That's the one thing all these shows offer, a dream come true, or better than that, an opportunity. Even "Soul Train," was an opportunity for many people. To show off who they are, and what they can do, and become famous, or more famous. You gotta realized the cultural importance of "Soul Train," is how African-American youths, and musicians, many of them are now legendary artists, were first introduced into many American homes through that show. It certainly expands their fame. Of course, it seems like everybody actually does get there fifteen minutes nowadays, so, maybe "The Voice," is a better fifteen minutes, because it's with people who have stretch those fifteen minutes into ten or fifteen years, and probably longer.
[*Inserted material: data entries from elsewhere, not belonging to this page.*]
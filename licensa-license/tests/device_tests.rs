use licensa_license::{
    HardwareFingerprintProvider, StaticHardware, SysfsHardware, UnsupportedPlatform,
    detect_platform,
};
use std::fs;
use std::path::Path;
use tempfile::TempDir;

fn write(root: &Path, relative: &str, contents: &str) {
    let path = root.join(relative);
    fs::create_dir_all(path.parent().unwrap()).unwrap();
    fs::write(path, contents).unwrap();
}

fn touch_dir(root: &Path, relative: &str) {
    fs::create_dir_all(root.join(relative)).unwrap();
}

/// A captured Linux tree: one NVMe disk, a loop device, a wired and a
/// wireless NIC, a bridge and loopback.
fn fake_linux() -> TempDir {
    let dir = TempDir::new().unwrap();
    let root = dir.path();

    write(root, "proc/cpuinfo", "processor\t: 0\nflags\t\t: fpu vme sse2\n");
    write(root, "sys/class/dmi/id/product_uuid", "4c4c4544-0042-3510-8051-b4c04f564732\n");
    write(root, "sys/class/dmi/id/sys_vendor", "Dell Inc.\n");
    write(root, "sys/class/dmi/id/product_name", "Precision 5570\n");

    write(root, "sys/block/loop0/device/serial", "LOOPSERIAL\n");
    write(root, "sys/block/nvme0n1/device/serial", "  S4EVNX0N123456  \n");

    write(root, "sys/class/net/lo/address", "00:00:00:00:00:00\n");
    write(root, "sys/class/net/br0/address", "02:42:ac:11:00:01\n");
    write(root, "sys/class/net/enp0s31f6/address", "00:1a:2b:3c:4d:5e\n");
    touch_dir(root, "sys/class/net/enp0s31f6/device");
    write(root, "sys/class/net/wlp2s0/address", "a4:5e:60:e1:22:33\n");
    touch_dir(root, "sys/class/net/wlp2s0/device");
    touch_dir(root, "sys/class/net/wlp2s0/wireless");

    dir
}

#[test]
fn sysfs_cpu_serial_falls_back_to_board_uuid() {
    let tree = fake_linux();
    let hw = SysfsHardware::with_root(tree.path());
    assert_eq!(hw.cpu_serial(0), "4c4c4544-0042-3510-8051-b4c04f564732");
    assert_eq!(hw.cpu_serial(1), "");
}

#[test]
fn sysfs_cpu_serial_prefers_cpuinfo() {
    let tree = fake_linux();
    write(
        tree.path(),
        "proc/cpuinfo",
        "processor\t: 0\nHardware\t: BCM2835\nSerial\t\t: 10000000abcdef01\n",
    );
    let hw = SysfsHardware::with_root(tree.path());
    assert_eq!(hw.cpu_serial(0), "10000000abcdef01");
}

#[test]
fn sysfs_drive_serial_skips_loop_devices() {
    let tree = fake_linux();
    let hw = SysfsHardware::with_root(tree.path());
    assert_eq!(hw.drive_serial(0), "S4EVNX0N123456");
    assert_eq!(hw.drive_serial(1), "");
}

#[test]
fn sysfs_mac_addresses_split_wired_and_wireless() {
    let tree = fake_linux();
    let hw = SysfsHardware::with_root(tree.path());
    assert_eq!(hw.primary_mac_address(), "001A2B3C4D5E");
    assert_eq!(hw.wireless_mac_address(), "A45E60E12233");
}

#[test]
fn sysfs_physical_machine() {
    let tree = fake_linux();
    assert!(!SysfsHardware::with_root(tree.path()).is_virtual_machine());
}

#[test]
fn sysfs_detects_hypervisor_vendor() {
    let tree = fake_linux();
    write(tree.path(), "sys/class/dmi/id/sys_vendor", "QEMU\n");
    write(
        tree.path(),
        "sys/class/dmi/id/product_name",
        "Standard PC (Q35 + ICH9, 2009)\n",
    );
    assert!(SysfsHardware::with_root(tree.path()).is_virtual_machine());
}

#[test]
fn sysfs_detects_hypervisor_cpu_flag() {
    let tree = fake_linux();
    write(tree.path(), "proc/cpuinfo", "processor\t: 0\nflags\t\t: fpu hypervisor\n");
    assert!(SysfsHardware::with_root(tree.path()).is_virtual_machine());
}

#[test]
fn sysfs_empty_tree_reports_nothing() {
    let dir = TempDir::new().unwrap();
    let hw = SysfsHardware::with_root(dir.path());
    assert_eq!(hw.cpu_serial(0), "");
    assert_eq!(hw.drive_serial(0), "");
    assert_eq!(hw.primary_mac_address(), "");
    assert_eq!(hw.wireless_mac_address(), "");
    assert!(!hw.is_virtual_machine());
}

#[test]
fn static_hardware_indexes() {
    let hw = StaticHardware {
        cpu_serials: vec!["A".into(), "B".into()],
        ..StaticHardware::default()
    };
    assert_eq!(hw.cpu_serial(1), "B");
    assert_eq!(hw.cpu_serial(2), "");
    assert_eq!(hw.drive_serial(0), "");
}

#[test]
fn unsupported_platform_is_fail_closed() {
    let hw = UnsupportedPlatform;
    assert_eq!(hw.cpu_serial(0), "");
    assert_eq!(hw.primary_mac_address(), "");
    assert!(!hw.is_virtual_machine());
}

#[test]
fn detect_platform_never_panics() {
    let hw = detect_platform();
    let _ = hw.cpu_serial(0);
    let _ = hw.drive_serial(0);
    let _ = hw.primary_mac_address();
    let _ = hw.is_virtual_machine();
}
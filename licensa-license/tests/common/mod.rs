//! Shared test helpers for license tests.

#![allow(dead_code)]

use chrono::{DateTime, TimeZone, Utc};
use licensa_crypto::{AuthenticatedCipher, EncryptionSettings};
use licensa_license::{
    HardwareIdentity, License, ProductKey, StaticHardware, StaticUser, TimeLock, UserIdentity,
    ValidationPipeline,
};
use std::sync::{Arc, Once};

pub const PASSWORD: &str = "correct horse battery staple!";

/// Routes `tracing` output to the test writer, filtered by `RUST_LOG`.
pub fn init_tracing() {
    static INIT: Once = Once::new();
    INIT.call_once(|| {
        let _ = tracing_subscriber::fmt()
            .with_env_filter(tracing_subscriber::EnvFilter::from_default_env())
            .with_test_writer()
            .try_init();
    });
}

/// Fixed evaluation time: 2025-06-01T12:00:00Z.
pub fn now() -> DateTime<Utc> {
    Utc.with_ymd_and_hms(2025, 6, 1, 12, 0, 0).unwrap()
}

/// Low iteration count keeps password tests fast.
pub fn fast_cipher() -> AuthenticatedCipher {
    AuthenticatedCipher::new(EncryptionSettings {
        key_derivation_iterations: 10,
        ..EncryptionSettings::default()
    })
    .unwrap()
}

pub fn machine() -> StaticHardware {
    StaticHardware {
        cpu_serials: vec!["BFEBFBFF000906EA".to_string()],
        drive_serials: vec!["S4EVNX0N123456".to_string()],
        ethernet_mac: "00:1a:2b:3c:4d:5e".to_string(),
        wireless_mac: "a4:5e:60:e1:22:33".to_string(),
        virtual_machine: false,
    }
}

pub fn user() -> StaticUser {
    StaticUser {
        username: "jdoe".to_string(),
        domain: "ACME".to_string(),
        email_address: "jdoe@acme.example".to_string(),
        home_folder: "/home/jdoe".to_string(),
    }
}

pub fn pipeline() -> ValidationPipeline {
    init_tracing();
    ValidationPipeline::with_providers(Arc::new(machine()), Arc::new(user()))
}

/// A license matching [`machine`] and [`user`], expiring after [`now`].
pub fn matching_license() -> License {
    License {
        product_key: ProductKey {
            key: Some("7Q2K9M4X8R1T5W3Z".to_string()),
        },
        hardware_identity: HardwareIdentity {
            cpu_serial_number: Some("BFEBFBFF000906EA".to_string()),
            drive_serial_number: Some("S4EVNX0N123456".to_string()),
            ethernet_mac_address: Some("00-1A-2B-3C-4D-5E".to_string()),
            wireless_mac_address: Some("A4:5E:60:E1:22:33".to_string()),
            is_virtual_machine: false,
        },
        user_identity: UserIdentity {
            username: Some("JDoe".to_string()),
            domain: Some("acme".to_string()),
            email_address: Some("JDOE@acme.example".to_string()),
            home_folder: Some("/home/jdoe".to_string()),
        },
        time_lock: TimeLock {
            license_expiry: Some(Utc.with_ymd_and_hms(2026, 1, 1, 0, 0, 0).unwrap()),
        },
    }
}
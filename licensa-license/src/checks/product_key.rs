use super::{CheckContext, CheckOutcome, LicenseCheck, present};
use crate::locale::MessageKey;
use crate::model::{ClaimGroup, License, LicenseRequirements};

/// Requires a non-blank product key, optionally of a given shape.
#[derive(Debug, Clone, Copy, Default)]
pub struct ProductKeyCheck;

impl LicenseCheck for ProductKeyCheck {
    fn name(&self) -> &str {
        ClaimGroup::ProductKey.display_name()
    }

    fn is_required(&self, requirements: &LicenseRequirements) -> bool {
        requirements.license_type.requires(ClaimGroup::ProductKey)
    }

    fn evaluate(&self, license: &License, context: &CheckContext<'_>) -> CheckOutcome {
        let Some(key) = present(license.product_key.key.as_ref()) else {
            return context.fail_with(MessageKey::FailedProductKey, &[MessageKey::ProductKeyMissing]);
        };

        let mut reasons = Vec::new();
        if let Some(format) = context.requirements.product_key_format {
            if key.chars().count() != format.length {
                reasons.push(MessageKey::ProductKeyLength);
            }
            if !format.character_sets.admits(key) {
                reasons.push(MessageKey::ProductKeyCharacters);
            }
        }
        context.fail_with(MessageKey::FailedProductKey, &reasons)
    }
}
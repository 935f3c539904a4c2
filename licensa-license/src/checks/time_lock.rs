use super::{CheckContext, CheckOutcome, LicenseCheck};
use crate::locale::MessageKey;
use crate::model::{ClaimGroup, License, LicenseRequirements};
use chrono::SecondsFormat;

/// Passes while the license expiry lies strictly after the run's clock.
/// A time-locked license without an expiry fails.
#[derive(Debug, Clone, Copy, Default)]
pub struct TimeLockCheck;

impl LicenseCheck for TimeLockCheck {
    fn name(&self) -> &str {
        ClaimGroup::TimeLock.display_name()
    }

    fn is_required(&self, requirements: &LicenseRequirements) -> bool {
        requirements.license_type.requires(ClaimGroup::TimeLock)
    }

    fn evaluate(&self, license: &License, context: &CheckContext<'_>) -> CheckOutcome {
        match license.time_lock.license_expiry {
            Some(expiry) if expiry > context.now => CheckOutcome::Pass,
            Some(expiry) => {
                let formatted = expiry.to_rfc3339_opts(SecondsFormat::Secs, true);
                CheckOutcome::Fail(context.render(MessageKey::FailedTimeLockExpired, &[&formatted]))
            }
            None => CheckOutcome::Fail(context.render(MessageKey::FailedTimeLockMissing, &[])),
        }
    }
}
It can be any/all/none of these reasons. Maybe we're just sick of "American Idol," maybe people just prefer "The Voice," maybe more people are willing to go out of their way to watch "The Big Bang Theory," than they are willing to watch "American Idol"? It wasn't like that before though, so we ask why now? There's many people in the industry who's job it is to come up with the answer to questions like that, and I guaranteed that they're just as confused, baffled and unsure as I am. I never watched the show on a regular, go-out-of-my-way-to-watch basis, so maybe I'm not the best judge to ask, but maybe it's just it's time. All good things must come to an end; and while I'm not somebody that typical refers to "Idol," as a "Good Thing," maybe it's time has finally come. I'm not even sure what that means even though. It might mean that it's gonna end on a high note, never to return, maybe it'll take a couple year hiatus, and then come back, maybe it'll remain for years past it's expiration date, with fewer and fewer ratings..., it might even still find one of the next major music stars or two, but it won't have the same influence, popularity or power that it once had. Maybe Paula and Simon shouldn't have left, maybe Steven Tyler and J-Lo are mistakes to bring in, or maybe it wouldn't have mattered anyway, or, one of a hundred other things that could explain why it's demies are starting now, and not five years from now, or five years earlier or whenever. Either way, it seems a major shift is occurring right now on the primetime TV landscape. How it's gonna play out eventually, will be analyzed for years, that is a guarantee. When "Idol," came onto the air, it was the biggest shift to the television landscape up until then. Now, it's demies will become the new biggest, whether that's today or tomorrow, I can't say, but it looks closer to tomorrow than ever before.